DATASET RECORDS |
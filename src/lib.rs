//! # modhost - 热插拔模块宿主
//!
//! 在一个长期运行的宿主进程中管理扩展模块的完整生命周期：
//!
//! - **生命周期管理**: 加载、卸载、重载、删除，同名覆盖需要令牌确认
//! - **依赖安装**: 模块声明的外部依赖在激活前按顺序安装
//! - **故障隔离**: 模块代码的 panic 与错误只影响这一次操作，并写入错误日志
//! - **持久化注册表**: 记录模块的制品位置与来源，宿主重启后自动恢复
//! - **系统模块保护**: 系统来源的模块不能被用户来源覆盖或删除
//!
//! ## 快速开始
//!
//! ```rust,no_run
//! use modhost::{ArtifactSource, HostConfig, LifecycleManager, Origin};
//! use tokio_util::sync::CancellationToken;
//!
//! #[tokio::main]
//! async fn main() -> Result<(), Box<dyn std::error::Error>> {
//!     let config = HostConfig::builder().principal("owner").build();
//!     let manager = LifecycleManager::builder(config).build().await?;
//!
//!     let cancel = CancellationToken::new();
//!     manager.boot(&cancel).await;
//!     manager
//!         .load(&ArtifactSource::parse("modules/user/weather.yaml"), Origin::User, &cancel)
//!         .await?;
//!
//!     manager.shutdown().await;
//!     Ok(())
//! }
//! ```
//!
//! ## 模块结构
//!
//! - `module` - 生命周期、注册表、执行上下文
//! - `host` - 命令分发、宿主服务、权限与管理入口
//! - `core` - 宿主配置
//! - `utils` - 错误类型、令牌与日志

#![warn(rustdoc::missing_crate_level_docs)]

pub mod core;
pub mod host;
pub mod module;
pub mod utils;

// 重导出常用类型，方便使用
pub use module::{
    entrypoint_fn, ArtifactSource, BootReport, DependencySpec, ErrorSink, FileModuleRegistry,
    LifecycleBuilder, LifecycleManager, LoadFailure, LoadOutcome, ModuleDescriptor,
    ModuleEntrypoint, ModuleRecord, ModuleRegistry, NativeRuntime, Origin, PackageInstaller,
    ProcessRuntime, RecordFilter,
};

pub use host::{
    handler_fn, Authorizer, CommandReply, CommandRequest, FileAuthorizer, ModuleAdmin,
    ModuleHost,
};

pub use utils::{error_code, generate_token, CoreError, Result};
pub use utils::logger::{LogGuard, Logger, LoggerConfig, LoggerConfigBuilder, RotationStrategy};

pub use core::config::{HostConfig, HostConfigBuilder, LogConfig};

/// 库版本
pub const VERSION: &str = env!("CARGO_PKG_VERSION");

WHAT TO WORK ON |
Which lines of the records above hold the word "HostConfig"? Copy each one out.

RESULT |
//! use modhost::{ArtifactSource, HostConfig, LifecycleManager, Origin};
//!     let config = HostConfig::builder().principal("owner").build();
pub use core::config::{HostConfig, HostConfigBuilder, LogConfig};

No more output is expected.